- _Task directions_:
After finding the line containing "this are dropped" below, please output that line and each following one through the line containing "pub fn load_from_path(path: &Path)", exactly as written.

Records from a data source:
————————

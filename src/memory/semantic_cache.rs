//! Long-term semantic answer cache
//!
//! Question/answer pairs keyed by question embedding. A search never reuses an
//! answer on its own; it only proposes candidates above `min_score`, leaving
//! the decision to the caller.

use crate::config::CacheConfig;
use crate::core::{payload_str, EmbeddingProvider, Payload, ScoredRecord, SimilarityStore};
use crate::error::{Error, Result};
use crate::memory::embedding::cosine_similarity;
use chrono::{DateTime, Utc};
use serde::{Deserialize, Serialize};
use serde_json::json;
use std::cmp::Ordering;
use std::sync::Arc;
use tracing::{debug, info};
use uuid::Uuid;

const KIND: &str = "cache_entry";

/// A stored question/answer pair
#[derive(Debug, Clone, Serialize, Deserialize)]
pub struct CacheEntry {
    /// Entry ID
    pub entry_id: Uuid,
    /// Question as originally asked
    pub query_text: String,
    /// Embedding of the question
    pub query_embedding: Vec<f32>,
    /// Generated structured output
    pub answer_text: String,
    /// Fingerprint of the schema context used
    pub context_fingerprint: String,
    /// When the entry was written; never refreshed
    pub created_at: DateTime<Utc>,
}

/// A cache candidate for a question
#[derive(Debug, Clone, PartialEq, Serialize, Deserialize)]
pub struct SimilarityMatch {
    /// Entry ID
    pub entry_id: Uuid,
    /// Cosine similarity in `[min_score, 1.0]`
    pub score: f32,
    /// Question the entry was created for
    pub query_text: String,
    /// Cached structured output
    pub answer_text: String,
    /// Fingerprint of the schema context used
    pub context_fingerprint: String,
    /// When the entry was written
    pub created_at: DateTime<Utc>,
}

impl SimilarityMatch {
    fn from_scored(record: ScoredRecord) -> Option<Self> {
        Some(SimilarityMatch {
            entry_id: record.id.parse().ok()?,
            score: record.score.min(1.0),
            query_text: payload_str(&record.payload, "query_text")?.to_string(),
            answer_text: payload_str(&record.payload, "answer_text")?.to_string(),
            context_fingerprint: payload_str(&record.payload, "context_fingerprint")
                .unwrap_or_default()
                .to_string(),
            created_at: record.created_at,
        })
    }
}

/// Highest score first; equal scores prefer the fresher entry
fn rank(a: &SimilarityMatch, b: &SimilarityMatch) -> Ordering {
    b.score
        .partial_cmp(&a.score)
        .unwrap_or(Ordering::Equal)
        .then_with(|| b.created_at.cmp(&a.created_at))
}

/// Semantic cache over a similarity store collection
#[derive(Clone)]
pub struct SemanticCache {
    store: Arc<dyn SimilarityStore>,
    embedder: Arc<dyn EmbeddingProvider>,
    config: CacheConfig,
}

impl SemanticCache {
    /// Open the cache, binding the collection to the embedder's model
    pub async fn open(
        embedder: Arc<dyn EmbeddingProvider>,
        store: Arc<dyn SimilarityStore>,
        config: CacheConfig,
    ) -> Result<Self> {
        store.bind_model(&embedder.space()).await?;
        info!(
            collection = store.collection(),
            model = embedder.model_id(),
            "Semantic cache ready"
        );
        Ok(SemanticCache {
            store,
            embedder,
            config,
        })
    }

    /// Active settings
    pub fn config(&self) -> &CacheConfig {
        &self.config
    }

    /// Number of stored entries
    pub async fn entry_count(&self) -> Result<usize> {
        self.store.count().await
    }

    /// Search with the configured `top_k` and `min_score`
    pub async fn search(&self, question: &str) -> Result<Vec<SimilarityMatch>> {
        self.search_with(question, self.config.top_k, self.config.min_score)
            .await
    }

    /// Candidates scoring at least `min_score`, best first, at most `top_k`
    ///
    /// An empty result is a plain cache miss.
    pub async fn search_with(
        &self,
        question: &str,
        top_k: usize,
        min_score: f32,
    ) -> Result<Vec<SimilarityMatch>> {
        if top_k == 0 {
            return Ok(Vec::new());
        }

        let vector = self.embedder.embed(question).await?;
        // Over-fetch so freshness can break ties at the cut-off
        let candidates = self.store.knn_search(&vector, top_k * 2).await?;

        let mut matches: Vec<SimilarityMatch> = candidates
            .into_iter()
            .filter(|r| r.payload.get("kind").and_then(|v| v.as_str()) == Some(KIND))
            .filter_map(SimilarityMatch::from_scored)
            .filter(|m| m.score >= min_score)
            .collect();

        matches.sort_by(rank);
        matches.truncate(top_k);

        debug!(hits = matches.len(), min_score, "Semantic cache search");
        Ok(matches)
    }

    /// Insert a new entry; never deduplicates
    pub async fn store(
        &self,
        question: &str,
        structured_output: &str,
        context_fingerprint: &str,
    ) -> Result<Uuid> {
        let entry_id = Uuid::new_v4();
        let vector = self.embedder.embed(question).await?;

        let mut payload = Payload::new();
        payload.insert("kind".into(), json!(KIND));
        payload.insert("query_text".into(), json!(question));
        payload.insert("answer_text".into(), json!(structured_output));
        payload.insert("context_fingerprint".into(), json!(context_fingerprint));

        self.store
            .upsert(&entry_id.to_string(), vector, payload)
            .await?;

        debug!(%entry_id, "Cached answer");
        Ok(entry_id)
    }

    /// Fetch a stored entry by ID
    pub async fn entry(&self, entry_id: Uuid) -> Result<Option<CacheEntry>> {
        let Some(record) = self.store.get(&entry_id.to_string()).await? else {
            return Ok(None);
        };

        let field = |key: &str| -> Result<String> {
            payload_str(&record.payload, key)
                .map(String::from)
                .ok_or_else(|| Error::Store(format!("cache entry {} lacks '{}'", entry_id, key)))
        };

        Ok(Some(CacheEntry {
            entry_id,
            query_text: field("query_text")?,
            answer_text: field("answer_text")?,
            context_fingerprint: field("context_fingerprint").unwrap_or_default(),
            query_embedding: record.vector.clone(),
            created_at: record.created_at,
        }))
    }

    /// Fetch an entry and score it against `question`
    ///
    /// Used when a selection names an entry that was not part of a pending
    /// candidate list. The score is reported as-is, without the `min_score` cut.
    pub async fn lookup(&self, entry_id: Uuid, question: &str) -> Result<Option<SimilarityMatch>> {
        let Some(entry) = self.entry(entry_id).await? else {
            return Ok(None);
        };
        let vector = self.embedder.embed(question).await?;
        let score = cosine_similarity(&vector, &entry.query_embedding).clamp(0.0, 1.0);

        Ok(Some(SimilarityMatch {
            entry_id,
            score,
            query_text: entry.query_text,
            answer_text: entry.answer_text,
            context_fingerprint: entry.context_fingerprint,
            created_at: entry.created_at,
        }))
    }
}
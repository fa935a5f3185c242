//! Agent module - SQL generation pipeline and OpenRouter client
//!
//! This module handles all generation-related functionality:
//! - OpenRouter API client implementing the generation engine
//! - Prompt templates for text-to-SQL
//! - Cleaning raw model output down to one statement
//! - Describing undocumented schema fields from sampled rows
//! - The per-request orchestrator state machine

mod cleaning;
mod client;
mod describe;
mod orchestrator;
pub mod prompts;
mod types;

#[cfg(test)]
pub(crate) mod testing;

pub use cleaning::clean_sql;
pub use client::OpenRouterClient;
pub use describe::{SchemaDescriber, TableSamples};
pub use orchestrator::{Answer, AnswerSource, AskOutcome, Orchestrator, Selection};
pub use prompts::{PromptTemplate, SqlPromptContext};
pub use types::{ChatCompletionRequest, ChatCompletionResponse, Usage};
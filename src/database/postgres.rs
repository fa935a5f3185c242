//! PostgreSQL connection pool and migrations

use crate::config::DatabaseConfig;
use crate::error::{Error, Result};
use secrecy::ExposeSecret;
use sqlx::postgres::{PgPool, PgPoolOptions};
use std::time::Duration;
use tracing::{info, warn};

/// Shared pool handle
pub type PostgresPool = PgPool;

/// Connect and require the `vector` extension
pub async fn init_pool(config: &DatabaseConfig) -> Result<PostgresPool> {
    let pool = connect(config).await?;
    if !has_pgvector(&pool).await? {
        return Err(Error::Database(sqlx::Error::Configuration(
            "pgvector is not installed in this database; run `openquery migrate` \
             or CREATE EXTENSION vector as a superuser"
                .into(),
        )));
    }
    Ok(pool)
}

/// Connect without the extension check, so migrations can install it
pub async fn init_pool_for_migrations(config: &DatabaseConfig) -> Result<PostgresPool> {
    connect(config).await
}

async fn connect(config: &DatabaseConfig) -> Result<PostgresPool> {
    let pool = PgPoolOptions::new()
        .max_connections(config.max_connections)
        .acquire_timeout(Duration::from_secs(config.connect_timeout_secs))
        .connect(config.url.expose_secret())
        .await?;

    sqlx::query("SELECT 1").execute(&pool).await?;
    info!(max_connections = config.max_connections, "Connected to PostgreSQL");
    Ok(pool)
}

async fn has_pgvector(pool: &PgPool) -> Result<bool> {
    let (installed,): (bool,) =
        sqlx::query_as("SELECT EXISTS (SELECT 1 FROM pg_extension WHERE extname = 'vector')")
            .fetch_one(pool)
            .await?;
    Ok(installed)
}

/// Schema migrations
///
/// Only the shared bookkeeping lives here; collection tables are created on
/// first bind because their vector width depends on the embedding model.
pub mod migrations {
    use super::*;

    /// Apply all migrations; safe to run repeatedly
    pub async fn run(pool: &PgPool) -> Result<()> {
        if let Err(e) = sqlx::query("CREATE EXTENSION IF NOT EXISTS vector")
            .execute(pool)
            .await
        {
            // Non-superusers cannot create extensions; an existing install still works
            warn!(error = %e, "Could not create the pgvector extension");
        }

        // One embedding model per collection
        sqlx::query(
            r#"
            CREATE TABLE IF NOT EXISTS embedding_spaces (
                collection TEXT PRIMARY KEY,
                model_id TEXT NOT NULL,
                dimensions INTEGER NOT NULL,
                created_at TIMESTAMPTZ NOT NULL DEFAULT NOW()
            )
        "#,
        )
        .execute(pool)
        .await?;

        info!("Database migrations applied");
        Ok(())
    }
}
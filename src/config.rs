//! Configuration management for OpenQuery
//!
//! Layered loading: built-in defaults < config file (TOML or JSON5) < environment
//! variables (a `.env` file is honoured).

use crate::{Error, Result};
use secrecy::{ExposeSecret, SecretString};
use serde::Deserialize;
use std::path::{Path, PathBuf};
use std::time::Duration;

/// Generation engine (OpenRouter chat completions) configuration
#[derive(Debug, Clone, Deserialize)]
#[serde(default)]
pub struct GenerationConfig {
    /// API key for OpenRouter
    pub api_key: SecretString,
    /// Model used to draft SQL
    pub model: String,
    /// Base URL for the OpenRouter API
    pub base_url: String,
    /// Site URL for rankings
    pub site_url: Option<String>,
    /// Site name for rankings
    pub site_name: Option<String>,
    /// Per-request HTTP timeout
    #[serde(with = "humantime_serde")]
    pub request_timeout: Duration,
    /// Retries on rate limiting before giving up
    pub max_retries: u32,
    /// Sampling temperature
    pub temperature: f32,
    /// Maximum completion tokens
    pub max_tokens: u32,
}

impl Default for GenerationConfig {
    fn default() -> Self {
        GenerationConfig {
            api_key: SecretString::from(""),
            model: "deepseek/deepseek-chat".to_string(),
            base_url: "https://openrouter.ai/api/v1".to_string(),
            site_url: None,
            site_name: None,
            request_timeout: Duration::from_secs(60),
            max_retries: 3,
            temperature: 0.1,
            max_tokens: 1000,
        }
    }
}

/// PostgreSQL database configuration
#[derive(Debug, Clone, Deserialize)]
pub struct DatabaseConfig {
    /// Database connection URL
    pub url: SecretString,
    /// Maximum connections in pool
    #[serde(default = "default_max_connections")]
    pub max_connections: u32,
    /// Connection timeout in seconds
    #[serde(default = "default_connect_timeout")]
    pub connect_timeout_secs: u64,
}

fn default_max_connections() -> u32 {
    10
}

fn default_connect_timeout() -> u64 {
    30
}

/// Which embedding model backs the stores
#[derive(Debug, Clone, Copy, PartialEq, Eq, Default, Deserialize)]
#[serde(rename_all = "lowercase")]
pub enum EmbeddingProviderKind {
    /// Local multilingual-e5-small via fastembed
    #[default]
    Fastembed,
    /// Deterministic feature hashing, no model download
    Hashing,
}

impl std::str::FromStr for EmbeddingProviderKind {
    type Err = Error;

    fn from_str(s: &str) -> Result<Self> {
        match s.to_lowercase().as_str() {
            "fastembed" | "e5" => Ok(EmbeddingProviderKind::Fastembed),
            "hashing" | "hash" => Ok(EmbeddingProviderKind::Hashing),
            _ => Err(Error::Config(format!(
                "Invalid embedding provider: {}. Valid options: fastembed, hashing",
                s
            ))),
        }
    }
}

impl std::fmt::Display for EmbeddingProviderKind {
    fn fmt(&self, f: &mut std::fmt::Formatter<'_>) -> std::fmt::Result {
        match self {
            EmbeddingProviderKind::Fastembed => write!(f, "fastembed"),
            EmbeddingProviderKind::Hashing => write!(f, "hashing"),
        }
    }
}

/// Embedding configuration
#[derive(Debug, Clone, Deserialize)]
#[serde(default)]
pub struct EmbeddingConfig {
    /// Embedding provider
    pub provider: EmbeddingProviderKind,
    /// Vector size for the hashing provider
    pub hashing_dimensions: usize,
    /// Max cached embeddings
    pub cache_capacity: u64,
    /// Cached embedding lifetime
    #[serde(with = "humantime_serde")]
    pub cache_ttl: Duration,
}

impl Default for EmbeddingConfig {
    fn default() -> Self {
        EmbeddingConfig {
            provider: EmbeddingProviderKind::Fastembed,
            hashing_dimensions: 512,
            cache_capacity: 1000,
            cache_ttl: Duration::from_secs(30 * 60),
        }
    }
}

/// Semantic answer cache configuration
#[derive(Debug, Clone, Deserialize)]
#[serde(default)]
pub struct CacheConfig {
    /// Similarity store collection holding question/answer pairs
    pub collection: String,
    /// Maximum candidates returned by a search
    pub top_k: usize,
    /// Minimum cosine similarity for a candidate to be offered
    pub min_score: f32,
}

impl Default for CacheConfig {
    fn default() -> Self {
        CacheConfig {
            collection: "query_cache".to_string(),
            top_k: 5,
            min_score: 0.7,
        }
    }
}

/// How keyword and semantic candidate lists are merged
#[derive(Debug, Clone, Copy, PartialEq, Deserialize)]
#[serde(tag = "kind", rename_all = "snake_case")]
pub enum FusionStrategy {
    /// Weighted sum of max-normalised scores
    WeightedScore,
    /// Weighted reciprocal rank fusion
    ReciprocalRank {
        /// Rank damping constant
        #[serde(default = "default_rank_constant")]
        rank_constant: f32,
    },
}

impl Default for FusionStrategy {
    fn default() -> Self {
        FusionStrategy::WeightedScore
    }
}

fn default_rank_constant() -> f32 {
    60.0
}

/// Schema context retrieval configuration
#[derive(Debug, Clone, Deserialize)]
#[serde(default)]
pub struct RetrievalConfig {
    /// Similarity store collection holding schema fields
    pub collection: String,
    /// Snippets handed to the prompt
    pub top_n: usize,
    /// Weight of the keyword score
    pub keyword_weight: f32,
    /// Weight of the semantic score
    pub semantic_weight: f32,
    /// Merge strategy
    pub fusion: FusionStrategy,
    /// Payload fields matched by keyword search
    pub keyword_fields: Vec<String>,
    /// Concurrent embeddings while indexing the corpus
    pub ingest_concurrency: usize,
    /// Schemas skipped when extracting from a live database
    pub exclude_schemas: Vec<String>,
    /// JSON schema corpus indexed at startup when the stores are in memory
    pub schema_file: Option<PathBuf>,
}

impl Default for RetrievalConfig {
    fn default() -> Self {
        RetrievalConfig {
            collection: "schema_fields".to_string(),
            top_n: 10,
            keyword_weight: 1.0,
            semantic_weight: 1.0,
            fusion: FusionStrategy::WeightedScore,
            keyword_fields: vec![
                "full_column_name".to_string(),
                "description".to_string(),
                "table_description".to_string(),
            ],
            ingest_concurrency: 4,
            exclude_schemas: vec!["pg_catalog".to_string(), "information_schema".to_string()],
            schema_file: None,
        }
    }
}

/// Request pipeline configuration
#[derive(Debug, Clone, Deserialize)]
#[serde(default)]
pub struct OrchestratorConfig {
    /// Prior turns included in the prompt
    pub history_turns: usize,
    /// Upper bound on one generation call
    #[serde(with = "humantime_serde")]
    pub generation_timeout: Duration,
    /// Upper bound on cache search and context retrieval
    #[serde(with = "humantime_serde")]
    pub lookup_timeout: Duration,
    /// Sessions idle for longer than this are dropped
    #[serde(with = "humantime_serde")]
    pub session_idle_timeout: Duration,
}

impl Default for OrchestratorConfig {
    fn default() -> Self {
        OrchestratorConfig {
            history_turns: 5,
            generation_timeout: Duration::from_secs(90),
            lookup_timeout: Duration::from_secs(3),
            session_idle_timeout: Duration::from_secs(60 * 60),
        }
    }
}

/// Logging configuration
#[derive(Debug, Clone, Deserialize)]
#[serde(default)]
pub struct LogConfig {
    /// Log level filter
    pub level: String,
    /// Log format (pretty, json)
    pub format: String,
}

impl Default for LogConfig {
    fn default() -> Self {
        LogConfig {
            level: "info,openquery=debug".to_string(),
            format: "pretty".to_string(),
        }
    }
}

/// Main application configuration
#[derive(Debug, Clone, Default, Deserialize)]
#[serde(default)]
pub struct Config {
    /// Generation engine settings
    pub generation: GenerationConfig,
    /// PostgreSQL settings; without them the stores live in process memory
    pub database: Option<DatabaseConfig>,
    /// Embedding settings
    pub embedding: EmbeddingConfig,
    /// Semantic cache settings
    pub cache: CacheConfig,
    /// Context retrieval settings
    pub retrieval: RetrievalConfig,
    /// Orchestrator settings
    pub orchestrator: OrchestratorConfig,
    /// Logging settings
    pub log: LogConfig,
}

/// Default config file location (`~/.config/openquery/config.toml`)
pub fn default_config_path() -> PathBuf {
    dirs::config_dir()
        .map(|d| d.join("openquery").join("config.toml"))
        .unwrap_or_else(|| PathBuf::from("openquery.toml"))
}

impl Config {
    /// Load from the default path (if present) and overlay the environment
    pub fn load() -> Result<Self> {
        let path = default_config_path();
        let mut config = if path.exists() {
            Self::load_from_path(&path)?
        } else {
            Config::default()
        };
        config.apply_env_overrides();
        Ok(config)
    }

    /// Load from a specific path without environment overrides
    pub fn load_from_path(path: &Path) -> Result<Self> {
        let content = std::fs::read_to_string(path).map_err(|e| {
            Error::Config(format!("Failed to read config file {}: {}", path.display(), e))
        })?;

        let config: Config = if path.extension().is_some_and(|ext| ext == "json") {
            json5::from_str(&content)
                .map_err(|e| Error::Config(format!("Invalid JSON config: {}", e)))?
        } else {
            toml::from_str(&content)?
        };

        Ok(config)
    }

    /// Overlay environment variables (highest precedence)
    pub fn apply_env_overrides(&mut self) {
        dotenvy::dotenv().ok();

        if let Ok(key) = std::env::var("OPENROUTER_API_KEY") {
            self.generation.api_key = SecretString::from(key);
        }
        if let Ok(model) = std::env::var("OPENQUERY_MODEL").or_else(|_| std::env::var("DEFAULT_MODEL")) {
            self.generation.model = model;
        }
        if let Ok(url) = std::env::var("OPENROUTER_BASE_URL") {
            self.generation.base_url = url;
        }
        if let Some(secs) = env_parse::<u64>("GENERATION_TIMEOUT_SECS") {
            self.orchestrator.generation_timeout = Duration::from_secs(secs);
        }
        if let Ok(url) = std::env::var("DATABASE_URL") {
            let max_connections = env_parse("DATABASE_MAX_CONNECTIONS").unwrap_or(default_max_connections());
            self.database = Some(DatabaseConfig {
                url: SecretString::from(url),
                max_connections,
                connect_timeout_secs: env_parse("DATABASE_CONNECT_TIMEOUT")
                    .unwrap_or(default_connect_timeout()),
            });
        }
        if let Some(provider) = env_parse::<EmbeddingProviderKind>("EMBEDDING_PROVIDER") {
            self.embedding.provider = provider;
        }
        if let Some(min_score) = env_parse("CACHE_MIN_SCORE") {
            self.cache.min_score = min_score;
        }
        if let Some(top_k) = env_parse("CACHE_TOP_K") {
            self.cache.top_k = top_k;
        }
        if let Some(top_n) = env_parse("RETRIEVAL_TOP_N") {
            self.retrieval.top_n = top_n;
        }
        if let Ok(path) = std::env::var("SCHEMA_FILE") {
            self.retrieval.schema_file = Some(PathBuf::from(path));
        }
        if let Ok(level) = std::env::var("RUST_LOG") {
            self.log.level = level;
        }
        if let Ok(format) = std::env::var("LOG_FORMAT") {
            self.log.format = format;
        }
    }

    /// Check thresholds, weights and URLs
    pub fn validate(&self) -> Result<()> {
        if !(0.0..=1.0).contains(&self.cache.min_score) {
            return Err(Error::Config(format!(
                "cache.min_score must be within [0, 1], got {}",
                self.cache.min_score
            )));
        }
        if self.cache.top_k == 0 {
            return Err(Error::Config("cache.top_k must be at least 1".to_string()));
        }
        if self.retrieval.top_n == 0 {
            return Err(Error::Config("retrieval.top_n must be at least 1".to_string()));
        }
        let (kw, sem) = (self.retrieval.keyword_weight, self.retrieval.semantic_weight);
        if kw < 0.0 || sem < 0.0 || kw + sem == 0.0 {
            return Err(Error::Config(
                "retrieval weights must be non-negative and not both zero".to_string(),
            ));
        }
        if self.embedding.provider == EmbeddingProviderKind::Hashing
            && self.embedding.hashing_dimensions == 0
        {
            return Err(Error::Config("embedding.hashing_dimensions must be positive".to_string()));
        }
        url::Url::parse(&self.generation.base_url)
            .map_err(|e| Error::Config(format!("Invalid generation.base_url: {}", e)))?;
        Ok(())
    }

    /// Additional checks for commands that call the generation engine
    pub fn validate_for_generation(&self) -> Result<()> {
        self.validate()?;
        if self.generation.api_key.expose_secret().is_empty() {
            return Err(Error::Config("OPENROUTER_API_KEY is required".to_string()));
        }
        Ok(())
    }
}

fn env_parse<T: std::str::FromStr>(key: &str) -> Option<T> {
    std::env::var(key).ok().and_then(|v| v.trim().parse().ok())
}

————————

- _Output below_:
    /// Sessions idle for longer than this are dropped
    #[serde(with = "humantime_serde")]
    pub session_idle_timeout: Duration,
}

impl Default for OrchestratorConfig {
    fn default() -> Self {
        OrchestratorConfig {
            history_turns: 5,
            generation_timeout: Duration::from_secs(90),
            lookup_timeout: Duration::from_secs(3),
            session_idle_timeout: Duration::from_secs(60 * 60),
        }
    }
}

/// Logging configuration
#[derive(Debug, Clone, Deserialize)]
#[serde(default)]
pub struct LogConfig {
    /// Log level filter
    pub level: String,
    /// Log format (pretty, json)
    pub format: String,
}

impl Default for LogConfig {
    fn default() -> Self {
        LogConfig {
            level: "info,openquery=debug".to_string(),
            format: "pretty".to_string(),
        }
    }
}

/// Main application configuration
#[derive(Debug, Clone, Default, Deserialize)]
#[serde(default)]
pub struct Config {
    /// Generation engine settings
    pub generation: GenerationConfig,
    /// PostgreSQL settings; without them the stores live in process memory
    pub database: Option<DatabaseConfig>,
    /// Embedding settings
    pub embedding: EmbeddingConfig,
    /// Semantic cache settings
    pub cache: CacheConfig,
    /// Context retrieval settings
    pub retrieval: RetrievalConfig,
    /// Orchestrator settings
    pub orchestrator: OrchestratorConfig,
    /// Logging settings
    pub log: LogConfig,
}

/// Default config file location (`~/.config/openquery/config.toml`)
pub fn default_config_path() -> PathBuf {
    dirs::config_dir()
        .map(|d| d.join("openquery").join("config.toml"))
        .unwrap_or_else(|| PathBuf::from("openquery.toml"))
}

impl Config {
    /// Load from the default path (if present) and overlay the environment
    pub fn load() -> Result<Self> {
        let path = default_config_path();
        let mut config = if path.exists() {
            Self::load_from_path(&path)?
        } else {
            Config::default()
        };
        config.apply_env_overrides();
        Ok(config)
    }

    /// Load from a specific path without environment overrides
    pub fn load_from_path(path: &Path) -> Result<Self> {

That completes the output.